**Stored data**

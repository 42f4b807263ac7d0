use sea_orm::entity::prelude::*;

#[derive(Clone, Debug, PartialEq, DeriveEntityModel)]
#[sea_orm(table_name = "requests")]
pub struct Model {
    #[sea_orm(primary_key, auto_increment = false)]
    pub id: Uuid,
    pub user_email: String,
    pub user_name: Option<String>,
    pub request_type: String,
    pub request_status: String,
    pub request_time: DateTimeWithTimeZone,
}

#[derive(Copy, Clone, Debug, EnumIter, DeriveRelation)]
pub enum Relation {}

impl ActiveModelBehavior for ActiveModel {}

...

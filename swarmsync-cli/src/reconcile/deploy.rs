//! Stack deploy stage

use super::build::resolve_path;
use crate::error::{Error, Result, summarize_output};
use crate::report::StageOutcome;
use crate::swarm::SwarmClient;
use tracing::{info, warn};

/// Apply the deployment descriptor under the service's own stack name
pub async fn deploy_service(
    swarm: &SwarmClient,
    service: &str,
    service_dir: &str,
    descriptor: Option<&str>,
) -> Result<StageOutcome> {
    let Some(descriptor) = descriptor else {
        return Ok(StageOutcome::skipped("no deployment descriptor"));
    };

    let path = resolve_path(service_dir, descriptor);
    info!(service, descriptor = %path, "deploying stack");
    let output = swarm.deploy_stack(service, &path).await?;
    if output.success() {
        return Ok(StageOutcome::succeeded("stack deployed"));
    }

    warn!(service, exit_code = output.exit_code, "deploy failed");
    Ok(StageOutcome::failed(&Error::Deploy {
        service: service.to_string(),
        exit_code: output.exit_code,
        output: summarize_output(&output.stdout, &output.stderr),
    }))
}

---

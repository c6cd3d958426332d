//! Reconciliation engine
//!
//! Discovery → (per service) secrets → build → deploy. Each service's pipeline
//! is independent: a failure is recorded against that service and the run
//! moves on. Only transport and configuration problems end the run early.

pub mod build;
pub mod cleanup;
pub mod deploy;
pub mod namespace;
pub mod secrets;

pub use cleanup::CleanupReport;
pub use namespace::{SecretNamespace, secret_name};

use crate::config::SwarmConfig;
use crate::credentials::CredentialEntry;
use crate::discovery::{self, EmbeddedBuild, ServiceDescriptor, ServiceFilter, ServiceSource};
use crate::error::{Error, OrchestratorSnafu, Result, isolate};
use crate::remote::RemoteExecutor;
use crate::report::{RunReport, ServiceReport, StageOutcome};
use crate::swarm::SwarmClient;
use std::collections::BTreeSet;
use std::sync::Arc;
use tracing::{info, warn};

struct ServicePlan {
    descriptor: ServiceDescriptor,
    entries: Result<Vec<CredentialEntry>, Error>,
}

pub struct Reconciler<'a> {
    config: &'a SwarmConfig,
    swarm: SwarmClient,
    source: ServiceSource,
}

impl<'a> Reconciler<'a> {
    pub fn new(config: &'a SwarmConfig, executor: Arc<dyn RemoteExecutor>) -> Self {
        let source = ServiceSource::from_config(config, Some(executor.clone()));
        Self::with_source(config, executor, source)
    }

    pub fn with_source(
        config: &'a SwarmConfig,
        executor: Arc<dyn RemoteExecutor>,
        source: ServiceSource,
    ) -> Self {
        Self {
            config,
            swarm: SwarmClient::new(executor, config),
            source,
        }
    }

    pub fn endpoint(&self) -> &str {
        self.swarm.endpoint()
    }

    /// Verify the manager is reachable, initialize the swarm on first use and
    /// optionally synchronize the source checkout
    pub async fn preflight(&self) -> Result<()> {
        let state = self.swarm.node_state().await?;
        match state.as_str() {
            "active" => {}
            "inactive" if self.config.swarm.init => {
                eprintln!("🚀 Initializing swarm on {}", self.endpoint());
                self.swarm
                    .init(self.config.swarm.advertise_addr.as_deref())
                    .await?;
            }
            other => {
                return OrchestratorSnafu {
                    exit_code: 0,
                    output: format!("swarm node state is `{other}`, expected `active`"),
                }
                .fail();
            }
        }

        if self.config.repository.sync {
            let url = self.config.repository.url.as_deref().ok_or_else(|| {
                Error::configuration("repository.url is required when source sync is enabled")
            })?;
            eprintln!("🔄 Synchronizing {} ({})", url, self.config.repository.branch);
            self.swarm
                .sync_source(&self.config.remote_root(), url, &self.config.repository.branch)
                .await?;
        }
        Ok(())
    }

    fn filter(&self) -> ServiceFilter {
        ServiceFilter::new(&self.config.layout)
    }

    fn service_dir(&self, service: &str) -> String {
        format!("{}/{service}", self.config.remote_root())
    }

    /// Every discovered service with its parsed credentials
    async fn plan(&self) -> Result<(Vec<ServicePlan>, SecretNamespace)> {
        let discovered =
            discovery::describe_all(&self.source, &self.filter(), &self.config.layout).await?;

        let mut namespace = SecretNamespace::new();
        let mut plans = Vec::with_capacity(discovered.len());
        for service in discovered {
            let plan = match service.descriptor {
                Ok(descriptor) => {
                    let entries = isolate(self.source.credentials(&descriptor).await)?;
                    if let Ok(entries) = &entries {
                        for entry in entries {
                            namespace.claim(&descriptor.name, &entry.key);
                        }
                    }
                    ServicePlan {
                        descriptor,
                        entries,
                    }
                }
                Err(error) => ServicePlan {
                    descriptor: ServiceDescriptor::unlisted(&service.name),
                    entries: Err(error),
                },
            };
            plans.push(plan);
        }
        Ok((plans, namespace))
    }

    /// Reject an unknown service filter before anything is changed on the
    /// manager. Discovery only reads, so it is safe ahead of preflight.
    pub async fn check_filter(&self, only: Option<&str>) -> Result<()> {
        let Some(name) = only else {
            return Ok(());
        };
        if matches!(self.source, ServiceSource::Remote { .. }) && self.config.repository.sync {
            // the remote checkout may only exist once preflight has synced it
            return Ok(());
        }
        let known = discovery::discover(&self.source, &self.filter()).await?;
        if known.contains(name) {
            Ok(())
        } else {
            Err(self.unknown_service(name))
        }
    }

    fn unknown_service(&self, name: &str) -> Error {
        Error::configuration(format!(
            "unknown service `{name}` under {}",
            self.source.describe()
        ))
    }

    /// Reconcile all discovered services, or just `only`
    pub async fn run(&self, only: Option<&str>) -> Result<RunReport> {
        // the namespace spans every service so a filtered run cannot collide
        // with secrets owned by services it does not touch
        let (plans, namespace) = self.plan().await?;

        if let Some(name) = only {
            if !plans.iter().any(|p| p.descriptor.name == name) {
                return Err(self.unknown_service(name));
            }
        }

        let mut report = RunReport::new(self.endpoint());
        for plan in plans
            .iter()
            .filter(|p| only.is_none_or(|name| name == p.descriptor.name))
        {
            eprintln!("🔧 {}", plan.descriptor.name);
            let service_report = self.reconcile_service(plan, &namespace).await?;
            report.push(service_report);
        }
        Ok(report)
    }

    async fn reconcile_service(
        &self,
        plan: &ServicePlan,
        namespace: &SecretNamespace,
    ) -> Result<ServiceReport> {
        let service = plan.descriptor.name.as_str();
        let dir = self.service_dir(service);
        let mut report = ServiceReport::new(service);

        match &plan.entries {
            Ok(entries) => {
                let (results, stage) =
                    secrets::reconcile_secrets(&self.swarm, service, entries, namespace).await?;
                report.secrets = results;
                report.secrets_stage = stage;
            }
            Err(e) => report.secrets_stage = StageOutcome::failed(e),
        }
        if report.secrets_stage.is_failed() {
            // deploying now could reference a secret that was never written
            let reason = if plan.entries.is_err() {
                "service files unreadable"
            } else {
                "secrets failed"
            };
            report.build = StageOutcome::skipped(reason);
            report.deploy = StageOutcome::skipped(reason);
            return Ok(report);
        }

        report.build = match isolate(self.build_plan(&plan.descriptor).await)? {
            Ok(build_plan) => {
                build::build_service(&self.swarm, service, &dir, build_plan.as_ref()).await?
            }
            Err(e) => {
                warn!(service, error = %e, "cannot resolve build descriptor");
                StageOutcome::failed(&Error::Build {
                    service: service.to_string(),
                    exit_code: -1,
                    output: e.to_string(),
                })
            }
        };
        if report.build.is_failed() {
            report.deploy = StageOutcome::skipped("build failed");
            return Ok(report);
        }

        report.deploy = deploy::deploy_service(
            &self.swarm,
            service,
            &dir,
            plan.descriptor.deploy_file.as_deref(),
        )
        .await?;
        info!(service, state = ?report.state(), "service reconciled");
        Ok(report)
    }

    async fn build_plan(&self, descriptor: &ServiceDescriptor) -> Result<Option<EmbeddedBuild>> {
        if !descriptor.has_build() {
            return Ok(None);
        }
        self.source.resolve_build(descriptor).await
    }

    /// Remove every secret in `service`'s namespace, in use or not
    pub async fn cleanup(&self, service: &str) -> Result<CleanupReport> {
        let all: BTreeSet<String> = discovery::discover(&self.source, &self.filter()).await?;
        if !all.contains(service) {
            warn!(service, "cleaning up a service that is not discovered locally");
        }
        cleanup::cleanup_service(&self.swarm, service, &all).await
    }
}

**ASSIGNMENT**
Go through the data and show each line that holds "OrchestratorSnafu".

**YOUR SOLUTION**
use crate::error::{Error, OrchestratorSnafu, Result, isolate};
                return OrchestratorSnafu {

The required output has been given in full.